= Jeannette Janssen =

Dutch and Canadian mathematician

Jeannette Catharina Maria Janssen is a Dutch and Canadian mathematician whose research concerns graph theory and the theory of complex networks. She is a professor of mathematics at Dalhousie University, the chair of the Dalhousie Department of Mathematics and Statistics, and the chair of the Activity Group on Discrete Mathematics of the Society for Industrial and Applied Mathematics.

==Education and career==
Janssen earned a master's degree at the Eindhoven University of Technology in 1988. She completed her Ph.D. at Lehigh University in 1993. Her dissertation, Even and Odd Latin Squares, concerned Latin squares and was supervised by Edward F. Assmus Jr.

From 1988 to 1990 Janssen was a lecturer at the Universidad de Guanajuato in Mexico. After completing her Ph.D., she became a postdoctoral researcher jointly at the Laboratoire de Combinatoire et d’Informatique Mathématique of Université du Québec à Montréal and at Concordia University. She took a position as a lecturer and research associate at the London School of Economics in 1995, and moved to Acadia University in 1997 before taking her present position at Dalhousie University.

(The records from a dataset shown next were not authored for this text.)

fn descriptor_to_value(d: &IndexDescriptor) -> Value {
    let mut m = IndexMap::new();
    m.insert("type".to_string(), Value::Str(d.kind.as_str().to_string()));
    let values = match &d.values {
        IndexValues::Strings(sm) => {
            let mut vm = IndexMap::new();
            for (k, v) in sm {
                vm.insert(k.clone(), Value::Str(v.clone()));
            }
            Value::Object(vm)
        }
        IndexValues::Sets(sm) => {
            let mut vm = IndexMap::new();
            for (k, v) in sm {
                vm.insert(k.clone(), Value::List(v.iter().cloned().map(Value::Str).collect()));
            }
            Value::Object(vm)
        }
    };
    m.insert("values".to_string(), values);
    Value::Object(m)
}

// ------------------------------------------------------------- SUB/UNSUB

fn cmd_sub(engine: &mut Engine, rest: &str, sid: Uuid) -> String {
    let keys: Vec<&str> = rest.split(',').map(str::trim).filter(|s| !s.is_empty()).collect();
    if keys.is_empty() {
        return "ERROR: SUB requires at least one key".to_string();
    }
    for key in &keys {
        engine.subs.subscribe(sid, key);
    }
    format!("Subscribed to {}.", keys.join(", "))
}

fn cmd_unsub(engine: &mut Engine, rest: &str, sid: Uuid) -> String {
    let keys: Vec<&str> = rest.split(',').map(str::trim).filter(|s| !s.is_empty()).collect();
    if keys.is_empty() {
        return "ERROR: UNSUB requires at least one key".to_string();
    }
    for key in &keys {
        engine.subs.unsubscribe(sid, key);
    }
    format!("Unsubscribed from {}.", keys.join(", "))
}

fn cmd_sublist(engine: &Engine, sid: Uuid) -> String {
    value_reply(&Value::List(engine.subs.list_for(sid).into_iter().map(Value::Str).collect()))
}

// --------------------------------------------------------------- SCHEDULE

/// `task_key` for `SCHEDULE ADD` when the caller doesn't supply one: the
/// first 12 hex characters of SHA-256(inner command). The original's
/// scheduler UI lets a human name a task explicitly; this wire grammar
/// only carries the cron expression and the command, so a deterministic
/// key derived from the command is what lets repeating the identical
/// `SCHEDULE ADD` stay idempotent under the registry's global task-key
/// uniqueness rule instead of piling up duplicates.
fn task_key_for(inner_command: &str) -> String {
    let mut hasher = Sha256::new();
    hasher.update(inner_command.as_bytes());
    let digest = hasher.finalize();
    digest.iter().take(6).map(|b| format!("{b:02x}")).collect()
}

fn cmd_schedule(engine: &mut Engine, rest: &str) -> String {
    let rest = rest.trim();
    let mut parts = rest.splitn(2, char::is_whitespace);
    let verb = parts.next().unwrap_or("").to_uppercase();
    let remainder = parts.next().unwrap_or("").trim();
    match verb.as_str() {
        "SHOW" => {
            if remainder.is_empty() || remainder.eq_ignore_ascii_case("ALL") {
                value_reply(&engine.scheduler.show_all())
            } else {
                match engine.scheduler.show(remainder) {
                    Ok(v) => value_reply(&v),
                    Err(e) => fail(e),
                }
            }
        }
        "ADD" => {
            if !engine.scheduler.is_active() {
                return "ERROR: SCHEDULE requires the scheduler to be active; enable it with CONFIG SCHEDULER 1".to_string();
            }
            let upper = remainder.to_uppercase();
            let cmd_pos = match upper.find("COMMAND(") {
                Some(p) => p,
                None => return "ERROR: SCHEDULE ADD requires COMMAND(<inner command>)".to_string(),
            };
            let cron_expr = remainder[..cmd_pos].trim();
            let after_open = &remainder[cmd_pos + "COMMAND(".len()..];
            let inner = match after_open.strip_suffix(')') {
                Some(s) => s.trim(),
                None => return "ERROR: SCHEDULE ADD requires a closing ')' for COMMAND(...)".to_string(),
            };
            if inner.is_empty() {
                return "ERROR: SCHEDULE ADD requires a non-empty inner command".to_string();
            }
            let task_key = task_key_for(inner);
            match engine.scheduler.add(cron_expr, &task_key, inner, now()) {
                Ok(()) => {
                    engine.mark_scheduler_dirty();
                    if !engine.scheduler.is_active() {
                        engine.persist();
                    }
                    format!("Scheduled '{task_key}'.")
                }
                Err(e) => fail(e),
            }
        }
        "DEL" => match engine.scheduler.del(remainder) {
            Ok(()) => {
                engine.mark_scheduler_dirty();
                "OK".to_string()
            }
            Err(e) => fail(e),
        },
        "FLUSH" => {
            if remainder.is_empty() || remainder.eq_ignore_ascii_case("ALL") {
                engine.scheduler.flush_all();
                engine.mark_scheduler_dirty();
                "OK".to_string()
            } else {
                match engine.scheduler.flush_cron(remainder) {
                    Ok(()) => {
                        engine.mark_scheduler_dirty();
                        "OK".to_string()
                    }
                    Err(e) => fail(e),
                }
            }
        }
        other => format!("ERROR: Unknown SCHEDULE subcommand '{other}'"),
    }
}

// ------------------------------------------------------- FLUSHALL/FLUSHCACHE

fn cmd_flushall(engine: &mut Engine) -> String {
    engine.data = DataStore::new();
    engine.index = IndexEngine::new();
    engine.ttl = TtlStore::new();
    engine.cache.flush();
    engine.mark_data_dirty();
    engine.mark_index_dirty();
    engine.persist();
    "OK".to_string()
}
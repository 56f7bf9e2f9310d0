//! Client wrappers for the MirrorX auth API endpoints. Every call carries the
//! session cookie; request bodies hold passwords or codes and are never logged.

use crate::{
    app_lib::{
        AppError, get_optional_json_with_credentials, post_empty_with_credentials,
        post_json_with_credentials, post_json_with_credentials_optional,
        post_json_with_credentials_response,
    },
    features::auth::{
        backend::AuthBackend,
        types::{
            SendCodeRequest, SignInRequest, SignUpOutcome, SignUpRequest, SignUpResponse, User,
            VerifyCodeRequest, VerifyCodeResponse,
        },
    },
};

#[derive(Clone, Copy, Debug, Default)]
/// [`AuthBackend`] that talks to the API over HTTP.
pub struct HttpAuthBackend;

impl AuthBackend for HttpAuthBackend {
    /// Returns `None` when the session is missing or expired.
    async fn fetch_session(&self) -> Result<Option<User>, AppError> {
        get_optional_json_with_credentials("/v1/auth/session").await
    }

    /// The server sets the `HttpOnly` session cookie on success.
    async fn sign_in(&self, request: &SignInRequest) -> Result<User, AppError> {
        post_json_with_credentials_response("/v1/auth/sign-in", request).await
    }

    async fn sign_up(&self, request: &SignUpRequest) -> Result<SignUpOutcome, AppError> {
        let response: SignUpResponse =
            post_json_with_credentials_response("/v1/auth/sign-up", request).await?;
        response.into_outcome(&request.email)
    }

    async fn sign_out(&self) -> Result<(), AppError> {
        post_empty_with_credentials("/v1/auth/sign-out").await
    }

    /// An empty success body counts as accepted.
    async fn verify_code(&self, request: &VerifyCodeRequest) -> Result<(), AppError> {
        let response: Option<VerifyCodeResponse> =
            post_json_with_credentials_optional("/v1/auth/verify-code", request).await?;
        response.map_or(Ok(()), VerifyCodeResponse::into_result)
    }

    async fn send_verification_code(&self, request: &SendCodeRequest) -> Result<(), AppError> {
        post_json_with_credentials("/v1/auth/send-code", request).await
    }
}
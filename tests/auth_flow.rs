use mirrorx_web::{
    app_lib::AppError,
    features::auth::{
        backend::AuthBackend,
        guard::{GuardState, Navigator, RouteGuard},
        password::SignUpForm,
        pending::{PendingSlot, PendingStorage, PendingVerification},
        session::{Session, SessionStore},
        types::{
            SendCodeRequest, SignInRequest, SignUpOutcome, SignUpRequest, User, VerifyCodeRequest,
        },
        verification::{VerificationFlow, VerifyEntry, VerifyPhase},
    },
};
use secrecy::SecretString;
use std::{cell::RefCell, rc::Rc};

/// Accepts one code and signs everyone in.
struct ScriptedBackend {
    valid_code: &'static str,
    session: Option<User>,
}

impl ScriptedBackend {
    fn new(session: Option<User>) -> Self {
        Self {
            valid_code: "482913",
            session,
        }
    }
}

impl AuthBackend for ScriptedBackend {
    async fn fetch_session(&self) -> Result<Option<User>, AppError> {
        Ok(self.session.clone())
    }

    async fn sign_in(&self, request: &SignInRequest) -> Result<User, AppError> {
        Ok(user(&request.email))
    }

    async fn sign_up(&self, request: &SignUpRequest) -> Result<SignUpOutcome, AppError> {
        PendingVerification::new(&request.email)
            .map(SignUpOutcome::NeedsVerification)
            .ok_or_else(|| AppError::validation("Email is required."))
    }

    async fn sign_out(&self) -> Result<(), AppError> {
        Ok(())
    }

    async fn verify_code(&self, request: &VerifyCodeRequest) -> Result<(), AppError> {
        if request.code == self.valid_code {
            Ok(())
        } else {
            Err(AppError::Http {
                status: 400,
                message: "That code is not valid.".to_string(),
            })
        }
    }

    async fn send_verification_code(&self, _request: &SendCodeRequest) -> Result<(), AppError> {
        Ok(())
    }
}

#[derive(Clone, Default)]
struct RecordingNavigator {
    visited: Rc<RefCell<Vec<String>>>,
}

impl Navigator for RecordingNavigator {
    fn navigate(&self, path: &str) {
        self.visited.borrow_mut().push(path.to_string());
    }
}

/// In-memory `sessionStorage`; clones share one value so a second slot
/// models a reload of the tab.
#[derive(Clone, Default)]
struct TabStorage {
    value: Rc<RefCell<Option<String>>>,
}

impl PendingStorage for TabStorage {
    fn load(&self) -> Option<PendingVerification> {
        PendingVerification::from_storage_value(self.value.borrow().as_deref()?)
    }

    fn save(&self, record: &PendingVerification) {
        *self.value.borrow_mut() = Some(record.to_storage_value());
    }

    fn clear(&self) {
        *self.value.borrow_mut() = None;
    }
}

fn user(email: &str) -> User {
    User {
        id: "u_42".to_string(),
        full_name: "Grace Hopper".to_string(),
        email: email.to_string(),
    }
}

fn form() -> SignUpForm {
    SignUpForm {
        full_name: "Grace Hopper".to_string(),
        email: "Grace@Example.com".to_string(),
        password: SecretString::from("Cobol59!".to_string()),
        confirm_password: SecretString::from("Cobol59!".to_string()),
    }
}

#[tokio::test]
async fn sign_up_then_verify_with_a_retry() {
    let store = SessionStore::with_session(ScriptedBackend::new(None), Session::anonymous());

    let tab = TabStorage::default();
    let mut slot = PendingSlot::new(tab.clone());
    let navigator = RecordingNavigator::default();
    let visited = Rc::clone(&navigator.visited);

    match store.sign_up(&form()).await.expect("sign up") {
        SignUpOutcome::NeedsVerification(pending) => slot.set(pending),
        other => panic!("expected a pending verification, got {other:?}"),
    }

    let pending = match VerifyEntry::open(&mut slot) {
        VerifyEntry::Enter(pending) => pending,
        VerifyEntry::NoPendingRecord => panic!("record was handed off"),
    };
    assert_eq!(pending.email(), "grace@example.com");

    let mut flow = VerificationFlow::new(&pending, 60);

    flow.paste("111-111");
    let code = flow.begin_submit().expect("complete code");
    let result = store.verify_code(flow.email(), &code).await;
    assert!(!flow.settle_submit(result, &mut slot));
    assert_eq!(flow.phase(), VerifyPhase::Rejected);
    assert!(flow.entry().is_empty());
    assert_eq!(flow.error(), Some("That code is not valid."));
    assert_eq!(slot.current(), Some(pending.clone()));
    assert!(!flow.redirect_if_verified(&navigator, "/sign-in"));

    flow.paste("482913");
    assert_eq!(flow.phase(), VerifyPhase::EnteringCode);
    let code = flow.begin_submit().expect("complete code");
    let result = store.verify_code(flow.email(), &code).await;
    assert!(flow.settle_submit(result, &mut slot));
    assert_eq!(flow.phase(), VerifyPhase::Verified);

    assert_eq!(slot.current(), None);
    assert!(tab.value.borrow().is_none());
    assert!(flow.redirect_if_verified(&navigator, "/sign-in"));
    assert_eq!(*visited.borrow(), vec!["/sign-in".to_string()]);

    assert_eq!(store.snapshot(), Session::anonymous());
}

#[test]
fn verify_screen_without_record_returns_to_sign_up() {
    let navigator = RecordingNavigator::default();
    let visited = Rc::clone(&navigator.visited);
    let mut slot = PendingSlot::new(TabStorage::default());

    let entry = VerifyEntry::open(&mut slot);

    assert_eq!(entry, VerifyEntry::NoPendingRecord);
    assert!(entry.redirect_if_missing(&navigator, "/sign-up"));
    assert_eq!(*visited.borrow(), vec!["/sign-up".to_string()]);
}

#[test]
fn verify_screen_restores_record_after_reload() {
    let navigator = RecordingNavigator::default();
    let tab = TabStorage::default();
    let record = PendingVerification::new("grace@example.com").expect("record");
    PendingSlot::new(tab.clone()).set(record.clone());

    let entry = VerifyEntry::open(&mut PendingSlot::new(tab));

    assert_eq!(entry, VerifyEntry::Enter(record));
    assert!(!entry.redirect_if_missing(&navigator, "/sign-up"));
    assert!(navigator.visited.borrow().is_empty());
}

#[tokio::test]
async fn resend_waits_for_cooldown() {
    let store = SessionStore::with_session(ScriptedBackend::new(None), Session::anonymous());
    let pending = PendingVerification::new("grace@example.com").expect("record");
    let mut flow = VerificationFlow::new(&pending, 3);

    assert_eq!(flow.begin_resend(), None);
    for _ in 0..3 {
        flow.tick();
    }

    let email = flow.begin_resend().expect("cooldown elapsed");
    let result = store.send_verification_code(&email).await;
    assert!(flow.finish_resend(result));
    assert_eq!(flow.resend_cooldown(), 3);
}

#[tokio::test]
async fn guard_follows_the_session_lifecycle() {
    let store = SessionStore::new(ScriptedBackend::new(Some(user("grace@example.com"))));
    let navigator = RecordingNavigator::default();
    let visited = Rc::clone(&navigator.visited);
    let mut guard = RouteGuard::new(navigator, "/sign-in");
    let mut updates = store.subscribe();

    assert_eq!(guard.observe(&store.snapshot()), GuardState::Resolving);

    store.resolve().await;
    assert!(updates.has_changed().expect("store alive"));
    assert_eq!(
        guard.observe(&updates.borrow_and_update()),
        GuardState::Authorized
    );

    store.sign_out().await.expect("sign out");
    assert_eq!(
        guard.observe(&updates.borrow_and_update()),
        GuardState::Redirecting
    );
    assert_eq!(*visited.borrow(), vec!["/sign-in".to_string()]);
}

#[tokio::test]
async fn timed_out_resolution_redirects_and_ignores_late_answer() {
    let store = SessionStore::new(ScriptedBackend::new(Some(user("grace@example.com"))));
    let navigator = RecordingNavigator::default();
    let visited = Rc::clone(&navigator.visited);
    let mut guard = RouteGuard::new(navigator, "/sign-in");

    assert!(store.expire_resolution());
    assert_eq!(guard.observe(&store.snapshot()), GuardState::Redirecting);

    store.resolve().await;
    assert_eq!(store.snapshot(), Session::anonymous());
    assert_eq!(visited.borrow().len(), 1);
}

At Dalhousie, she was named department chair in 2016, becoming the first female chair of the mathematics department.

==Service==
Janssen directed the Atlantic Association for Research in the Mathematical Sciences from 2011 to 2016, and chairs its board of directors. She was elected as chair of the Activity Group on Discrete Mathematics (SIAG-DM) of the Society for Industrial and Applied Mathematics (SIAM) for the 2021–2022 term.

==Research==
In a 1993 paper, Janssen solved the unbalanced case of the Dinitz conjecture, showing that any partial Latin rectangle could be extended to a full rectangle. The problem is equivalent to list edge-coloring of complete bipartite graphs, and her solution was based on earlier work on list coloring by Noga Alon and Michael Tarsi. Janssen's work "surprised even many of the experts", and was considered to be "great progress" on the Dinitz conjecture. The remaining case of the conjecture for squares (balanced complete bipartite graphs) was proven a year later by Fred Galvin.